Saved data entries:
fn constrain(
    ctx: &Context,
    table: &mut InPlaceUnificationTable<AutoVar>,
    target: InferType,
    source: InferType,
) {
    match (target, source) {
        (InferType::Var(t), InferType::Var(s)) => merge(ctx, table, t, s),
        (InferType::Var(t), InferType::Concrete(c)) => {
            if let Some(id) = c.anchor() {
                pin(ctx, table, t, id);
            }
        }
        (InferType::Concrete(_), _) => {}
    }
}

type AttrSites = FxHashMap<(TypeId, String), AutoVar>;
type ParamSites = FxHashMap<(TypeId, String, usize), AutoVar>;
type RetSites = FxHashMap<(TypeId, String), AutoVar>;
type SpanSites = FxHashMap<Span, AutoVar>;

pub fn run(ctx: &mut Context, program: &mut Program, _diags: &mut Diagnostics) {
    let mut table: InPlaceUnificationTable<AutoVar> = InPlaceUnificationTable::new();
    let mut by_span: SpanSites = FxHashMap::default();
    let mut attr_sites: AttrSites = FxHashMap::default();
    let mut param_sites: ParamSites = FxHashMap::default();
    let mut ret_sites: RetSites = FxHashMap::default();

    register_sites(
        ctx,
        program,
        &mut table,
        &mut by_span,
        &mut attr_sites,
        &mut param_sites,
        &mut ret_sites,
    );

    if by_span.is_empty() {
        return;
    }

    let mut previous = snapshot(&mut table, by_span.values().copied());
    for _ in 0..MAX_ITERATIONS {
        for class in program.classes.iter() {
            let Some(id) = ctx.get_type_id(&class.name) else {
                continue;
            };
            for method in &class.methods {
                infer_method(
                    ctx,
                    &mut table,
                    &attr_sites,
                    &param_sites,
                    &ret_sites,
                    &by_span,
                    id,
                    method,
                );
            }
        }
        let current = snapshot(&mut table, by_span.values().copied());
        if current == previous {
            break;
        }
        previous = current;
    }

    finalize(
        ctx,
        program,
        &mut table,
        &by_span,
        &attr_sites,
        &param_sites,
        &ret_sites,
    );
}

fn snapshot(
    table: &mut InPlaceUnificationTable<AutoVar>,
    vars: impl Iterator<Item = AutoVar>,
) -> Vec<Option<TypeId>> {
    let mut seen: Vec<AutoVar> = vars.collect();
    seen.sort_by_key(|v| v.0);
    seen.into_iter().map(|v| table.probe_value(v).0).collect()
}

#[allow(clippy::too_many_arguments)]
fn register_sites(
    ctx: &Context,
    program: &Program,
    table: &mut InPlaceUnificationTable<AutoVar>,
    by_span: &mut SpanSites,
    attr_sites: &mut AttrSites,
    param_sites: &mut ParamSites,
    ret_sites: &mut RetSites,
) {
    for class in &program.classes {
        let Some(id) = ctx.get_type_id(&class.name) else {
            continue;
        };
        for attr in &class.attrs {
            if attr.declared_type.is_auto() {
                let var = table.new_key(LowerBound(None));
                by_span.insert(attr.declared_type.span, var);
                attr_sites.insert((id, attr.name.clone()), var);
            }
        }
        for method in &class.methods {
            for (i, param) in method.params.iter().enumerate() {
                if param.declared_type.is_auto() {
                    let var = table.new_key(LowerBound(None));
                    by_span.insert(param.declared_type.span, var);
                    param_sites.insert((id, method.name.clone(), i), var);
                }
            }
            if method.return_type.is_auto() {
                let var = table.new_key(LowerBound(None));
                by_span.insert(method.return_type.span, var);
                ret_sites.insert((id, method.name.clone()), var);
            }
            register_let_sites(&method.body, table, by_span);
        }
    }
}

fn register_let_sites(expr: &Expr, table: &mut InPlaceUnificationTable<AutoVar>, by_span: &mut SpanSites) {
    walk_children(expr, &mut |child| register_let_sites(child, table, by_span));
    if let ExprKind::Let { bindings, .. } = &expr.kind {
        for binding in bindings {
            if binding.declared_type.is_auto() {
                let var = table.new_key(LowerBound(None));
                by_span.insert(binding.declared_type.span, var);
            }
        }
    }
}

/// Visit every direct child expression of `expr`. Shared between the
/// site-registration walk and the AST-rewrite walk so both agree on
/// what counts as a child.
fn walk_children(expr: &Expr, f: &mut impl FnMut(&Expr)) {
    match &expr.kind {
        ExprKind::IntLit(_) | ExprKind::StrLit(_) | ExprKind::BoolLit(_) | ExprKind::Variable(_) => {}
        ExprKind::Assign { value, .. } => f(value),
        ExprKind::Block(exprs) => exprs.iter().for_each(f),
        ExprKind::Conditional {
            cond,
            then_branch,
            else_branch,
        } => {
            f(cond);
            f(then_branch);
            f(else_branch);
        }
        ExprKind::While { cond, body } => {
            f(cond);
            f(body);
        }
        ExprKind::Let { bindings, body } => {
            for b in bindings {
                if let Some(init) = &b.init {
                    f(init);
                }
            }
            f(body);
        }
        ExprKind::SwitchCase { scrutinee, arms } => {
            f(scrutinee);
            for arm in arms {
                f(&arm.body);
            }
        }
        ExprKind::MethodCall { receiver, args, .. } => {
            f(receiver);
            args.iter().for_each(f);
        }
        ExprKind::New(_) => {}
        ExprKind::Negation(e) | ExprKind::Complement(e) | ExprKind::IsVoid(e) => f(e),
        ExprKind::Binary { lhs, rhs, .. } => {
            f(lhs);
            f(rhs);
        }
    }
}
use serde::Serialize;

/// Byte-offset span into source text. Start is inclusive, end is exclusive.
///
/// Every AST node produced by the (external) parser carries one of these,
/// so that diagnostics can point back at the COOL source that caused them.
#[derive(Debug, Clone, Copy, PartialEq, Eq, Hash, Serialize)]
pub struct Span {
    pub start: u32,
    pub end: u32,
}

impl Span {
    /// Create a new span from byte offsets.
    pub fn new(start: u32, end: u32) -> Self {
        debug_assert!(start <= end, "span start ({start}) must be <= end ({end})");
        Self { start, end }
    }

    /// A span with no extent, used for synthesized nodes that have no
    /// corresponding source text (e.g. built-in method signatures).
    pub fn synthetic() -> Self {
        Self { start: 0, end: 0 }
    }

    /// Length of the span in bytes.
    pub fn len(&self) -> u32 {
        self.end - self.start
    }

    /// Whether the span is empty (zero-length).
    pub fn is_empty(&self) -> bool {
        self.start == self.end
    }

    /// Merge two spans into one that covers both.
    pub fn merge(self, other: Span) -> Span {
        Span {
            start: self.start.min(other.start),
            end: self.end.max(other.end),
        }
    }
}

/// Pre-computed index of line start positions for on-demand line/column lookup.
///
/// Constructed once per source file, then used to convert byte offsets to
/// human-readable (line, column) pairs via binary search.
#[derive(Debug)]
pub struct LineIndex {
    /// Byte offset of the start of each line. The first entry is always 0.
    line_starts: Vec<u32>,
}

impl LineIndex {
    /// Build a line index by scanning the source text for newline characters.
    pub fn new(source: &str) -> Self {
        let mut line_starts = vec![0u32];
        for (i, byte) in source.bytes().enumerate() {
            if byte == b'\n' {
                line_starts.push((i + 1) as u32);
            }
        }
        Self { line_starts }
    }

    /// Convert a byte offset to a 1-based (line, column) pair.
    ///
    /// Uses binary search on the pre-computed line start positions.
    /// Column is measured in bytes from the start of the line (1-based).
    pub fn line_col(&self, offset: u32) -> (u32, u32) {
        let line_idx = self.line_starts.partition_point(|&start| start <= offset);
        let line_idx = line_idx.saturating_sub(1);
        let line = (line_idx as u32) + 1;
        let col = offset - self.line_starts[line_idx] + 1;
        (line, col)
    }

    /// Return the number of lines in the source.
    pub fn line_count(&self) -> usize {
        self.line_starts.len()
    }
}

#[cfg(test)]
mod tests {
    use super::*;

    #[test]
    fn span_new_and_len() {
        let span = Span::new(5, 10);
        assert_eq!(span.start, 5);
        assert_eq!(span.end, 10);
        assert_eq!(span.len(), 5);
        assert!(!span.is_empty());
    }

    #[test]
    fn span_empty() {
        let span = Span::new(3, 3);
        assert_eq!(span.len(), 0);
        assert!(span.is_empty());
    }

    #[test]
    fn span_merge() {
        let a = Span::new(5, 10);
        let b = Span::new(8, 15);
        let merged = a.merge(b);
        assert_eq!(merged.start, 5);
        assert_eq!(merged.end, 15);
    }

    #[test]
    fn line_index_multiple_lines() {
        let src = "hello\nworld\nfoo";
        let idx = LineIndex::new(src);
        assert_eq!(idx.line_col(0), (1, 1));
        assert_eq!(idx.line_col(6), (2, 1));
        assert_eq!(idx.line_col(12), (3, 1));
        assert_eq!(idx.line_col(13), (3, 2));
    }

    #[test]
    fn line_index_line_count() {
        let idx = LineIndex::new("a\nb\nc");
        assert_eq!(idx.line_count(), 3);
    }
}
...
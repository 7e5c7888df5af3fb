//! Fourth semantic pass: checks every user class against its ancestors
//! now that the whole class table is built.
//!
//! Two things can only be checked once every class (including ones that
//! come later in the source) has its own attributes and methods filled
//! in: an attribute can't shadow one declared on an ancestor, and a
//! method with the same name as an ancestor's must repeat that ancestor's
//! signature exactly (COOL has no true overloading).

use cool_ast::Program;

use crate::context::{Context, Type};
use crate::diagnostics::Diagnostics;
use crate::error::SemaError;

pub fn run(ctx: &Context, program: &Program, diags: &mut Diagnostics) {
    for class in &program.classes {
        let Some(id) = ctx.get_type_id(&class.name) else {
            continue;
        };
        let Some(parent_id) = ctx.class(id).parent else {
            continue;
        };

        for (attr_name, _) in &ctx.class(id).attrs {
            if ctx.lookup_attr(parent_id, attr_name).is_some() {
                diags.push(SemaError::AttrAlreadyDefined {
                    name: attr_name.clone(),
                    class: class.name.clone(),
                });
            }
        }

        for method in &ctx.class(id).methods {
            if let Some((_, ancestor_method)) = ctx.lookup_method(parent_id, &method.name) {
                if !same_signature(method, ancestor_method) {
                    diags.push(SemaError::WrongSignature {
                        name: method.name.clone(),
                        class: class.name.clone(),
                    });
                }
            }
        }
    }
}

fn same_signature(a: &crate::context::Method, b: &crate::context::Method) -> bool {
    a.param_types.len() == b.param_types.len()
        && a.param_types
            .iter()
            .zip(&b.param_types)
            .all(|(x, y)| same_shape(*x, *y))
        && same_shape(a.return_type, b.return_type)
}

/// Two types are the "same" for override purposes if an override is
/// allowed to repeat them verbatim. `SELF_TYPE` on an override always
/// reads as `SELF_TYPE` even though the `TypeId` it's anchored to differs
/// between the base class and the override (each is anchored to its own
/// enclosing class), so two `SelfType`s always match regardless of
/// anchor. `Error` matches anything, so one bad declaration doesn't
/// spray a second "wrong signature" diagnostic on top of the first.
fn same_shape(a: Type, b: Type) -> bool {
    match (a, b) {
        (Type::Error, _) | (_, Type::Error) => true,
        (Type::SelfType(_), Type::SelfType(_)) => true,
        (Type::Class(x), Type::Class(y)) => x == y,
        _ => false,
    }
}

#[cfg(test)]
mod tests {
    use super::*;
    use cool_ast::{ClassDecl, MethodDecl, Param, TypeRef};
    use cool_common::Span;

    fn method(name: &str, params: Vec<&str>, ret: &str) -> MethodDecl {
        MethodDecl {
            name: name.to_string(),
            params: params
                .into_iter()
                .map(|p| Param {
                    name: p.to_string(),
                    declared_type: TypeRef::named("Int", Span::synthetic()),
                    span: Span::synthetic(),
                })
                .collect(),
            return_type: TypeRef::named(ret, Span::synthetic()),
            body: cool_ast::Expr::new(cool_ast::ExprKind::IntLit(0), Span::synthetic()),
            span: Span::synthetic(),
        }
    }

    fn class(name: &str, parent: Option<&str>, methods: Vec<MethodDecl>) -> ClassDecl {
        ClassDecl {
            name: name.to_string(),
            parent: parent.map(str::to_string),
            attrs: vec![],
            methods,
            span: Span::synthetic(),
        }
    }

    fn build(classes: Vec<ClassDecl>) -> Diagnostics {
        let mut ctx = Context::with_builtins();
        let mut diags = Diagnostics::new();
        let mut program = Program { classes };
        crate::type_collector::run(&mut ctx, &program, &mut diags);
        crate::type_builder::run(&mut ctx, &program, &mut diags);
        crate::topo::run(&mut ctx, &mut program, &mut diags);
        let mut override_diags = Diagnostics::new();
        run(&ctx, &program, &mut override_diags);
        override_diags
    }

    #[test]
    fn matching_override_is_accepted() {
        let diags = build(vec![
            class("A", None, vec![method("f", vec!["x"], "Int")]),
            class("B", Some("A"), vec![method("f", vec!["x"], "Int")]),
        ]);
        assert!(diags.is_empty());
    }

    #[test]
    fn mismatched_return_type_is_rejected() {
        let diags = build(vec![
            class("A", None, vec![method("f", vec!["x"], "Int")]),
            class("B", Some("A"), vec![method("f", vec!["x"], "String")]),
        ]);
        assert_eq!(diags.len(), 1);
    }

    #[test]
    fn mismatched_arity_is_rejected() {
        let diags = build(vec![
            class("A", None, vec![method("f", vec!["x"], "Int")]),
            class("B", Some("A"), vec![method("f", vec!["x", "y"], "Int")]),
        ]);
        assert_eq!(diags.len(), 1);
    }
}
* * *
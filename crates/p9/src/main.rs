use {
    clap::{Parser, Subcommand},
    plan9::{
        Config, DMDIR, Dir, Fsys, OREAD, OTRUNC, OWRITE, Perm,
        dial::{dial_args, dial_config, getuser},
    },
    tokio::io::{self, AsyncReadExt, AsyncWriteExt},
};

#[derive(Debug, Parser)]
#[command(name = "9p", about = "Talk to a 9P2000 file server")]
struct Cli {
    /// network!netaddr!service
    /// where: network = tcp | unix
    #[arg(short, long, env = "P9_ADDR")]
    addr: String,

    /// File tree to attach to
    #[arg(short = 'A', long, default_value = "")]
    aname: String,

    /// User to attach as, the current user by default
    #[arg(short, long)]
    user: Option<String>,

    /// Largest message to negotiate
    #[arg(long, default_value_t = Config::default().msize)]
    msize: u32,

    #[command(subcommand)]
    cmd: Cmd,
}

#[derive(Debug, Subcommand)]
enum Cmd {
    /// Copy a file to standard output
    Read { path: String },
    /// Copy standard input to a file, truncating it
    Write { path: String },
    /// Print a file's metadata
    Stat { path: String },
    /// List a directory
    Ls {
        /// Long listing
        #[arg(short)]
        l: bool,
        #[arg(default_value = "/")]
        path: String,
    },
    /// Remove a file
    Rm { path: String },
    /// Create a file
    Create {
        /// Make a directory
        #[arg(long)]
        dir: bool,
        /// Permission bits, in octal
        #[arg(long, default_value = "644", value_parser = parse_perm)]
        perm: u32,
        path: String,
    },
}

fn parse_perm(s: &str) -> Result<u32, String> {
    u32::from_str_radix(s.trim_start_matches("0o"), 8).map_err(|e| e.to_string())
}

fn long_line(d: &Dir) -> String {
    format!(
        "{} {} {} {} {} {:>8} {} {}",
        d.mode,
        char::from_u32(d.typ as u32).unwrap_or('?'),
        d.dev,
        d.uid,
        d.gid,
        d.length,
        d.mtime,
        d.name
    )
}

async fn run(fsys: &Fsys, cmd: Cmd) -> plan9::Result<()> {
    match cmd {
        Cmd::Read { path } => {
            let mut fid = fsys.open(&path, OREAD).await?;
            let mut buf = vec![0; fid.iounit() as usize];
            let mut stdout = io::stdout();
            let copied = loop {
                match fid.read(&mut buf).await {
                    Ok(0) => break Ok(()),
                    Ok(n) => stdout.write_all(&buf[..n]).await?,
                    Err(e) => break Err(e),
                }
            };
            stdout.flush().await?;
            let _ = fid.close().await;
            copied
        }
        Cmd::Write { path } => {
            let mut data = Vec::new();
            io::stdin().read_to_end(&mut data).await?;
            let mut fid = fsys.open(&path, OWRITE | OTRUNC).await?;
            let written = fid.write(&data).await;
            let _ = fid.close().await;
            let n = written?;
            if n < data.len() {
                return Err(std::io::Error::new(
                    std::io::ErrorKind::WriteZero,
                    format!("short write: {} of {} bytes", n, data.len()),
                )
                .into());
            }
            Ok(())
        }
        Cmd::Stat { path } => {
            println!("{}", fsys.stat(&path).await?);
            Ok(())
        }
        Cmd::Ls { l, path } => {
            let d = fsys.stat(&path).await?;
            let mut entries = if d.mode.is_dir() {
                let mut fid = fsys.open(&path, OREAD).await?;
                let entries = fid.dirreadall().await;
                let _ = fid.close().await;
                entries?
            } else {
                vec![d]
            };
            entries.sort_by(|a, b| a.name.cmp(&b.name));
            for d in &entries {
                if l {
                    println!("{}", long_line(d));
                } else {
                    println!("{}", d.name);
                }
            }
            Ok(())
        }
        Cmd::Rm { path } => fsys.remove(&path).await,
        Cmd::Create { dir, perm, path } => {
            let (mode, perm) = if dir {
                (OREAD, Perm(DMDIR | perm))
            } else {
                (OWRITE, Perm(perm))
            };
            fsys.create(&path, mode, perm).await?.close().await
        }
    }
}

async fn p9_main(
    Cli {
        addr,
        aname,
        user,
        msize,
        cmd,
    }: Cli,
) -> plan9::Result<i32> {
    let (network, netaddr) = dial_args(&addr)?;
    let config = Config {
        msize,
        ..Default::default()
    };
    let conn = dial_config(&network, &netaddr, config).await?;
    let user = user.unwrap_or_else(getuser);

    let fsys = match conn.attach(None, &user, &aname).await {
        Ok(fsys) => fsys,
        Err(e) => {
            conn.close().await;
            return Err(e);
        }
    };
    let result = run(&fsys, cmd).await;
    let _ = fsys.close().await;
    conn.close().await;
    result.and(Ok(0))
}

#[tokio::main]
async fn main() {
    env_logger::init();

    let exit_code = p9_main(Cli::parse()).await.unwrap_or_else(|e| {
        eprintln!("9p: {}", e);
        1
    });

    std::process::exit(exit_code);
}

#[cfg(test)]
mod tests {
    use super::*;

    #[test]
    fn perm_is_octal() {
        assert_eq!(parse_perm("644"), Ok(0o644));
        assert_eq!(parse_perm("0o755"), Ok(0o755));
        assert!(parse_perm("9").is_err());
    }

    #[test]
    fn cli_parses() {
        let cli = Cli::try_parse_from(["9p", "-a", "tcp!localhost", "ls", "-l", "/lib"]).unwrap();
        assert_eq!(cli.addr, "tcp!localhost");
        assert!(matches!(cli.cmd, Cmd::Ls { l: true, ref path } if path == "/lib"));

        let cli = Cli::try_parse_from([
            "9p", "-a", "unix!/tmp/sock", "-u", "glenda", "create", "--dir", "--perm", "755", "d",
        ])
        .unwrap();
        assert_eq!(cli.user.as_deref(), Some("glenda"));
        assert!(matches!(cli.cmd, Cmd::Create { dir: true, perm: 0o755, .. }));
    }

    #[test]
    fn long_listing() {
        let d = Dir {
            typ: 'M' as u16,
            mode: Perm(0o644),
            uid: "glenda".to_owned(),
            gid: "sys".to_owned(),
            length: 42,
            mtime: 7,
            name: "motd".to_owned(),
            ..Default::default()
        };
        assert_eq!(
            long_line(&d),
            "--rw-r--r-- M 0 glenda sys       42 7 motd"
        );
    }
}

*What is being asked:*
Among the lines above, find the ones containing "getuser" and copy them.

*Output for this exercise:*
        dial::{dial_args, dial_config, getuser},
    let user = user.unwrap_or_else(getuser);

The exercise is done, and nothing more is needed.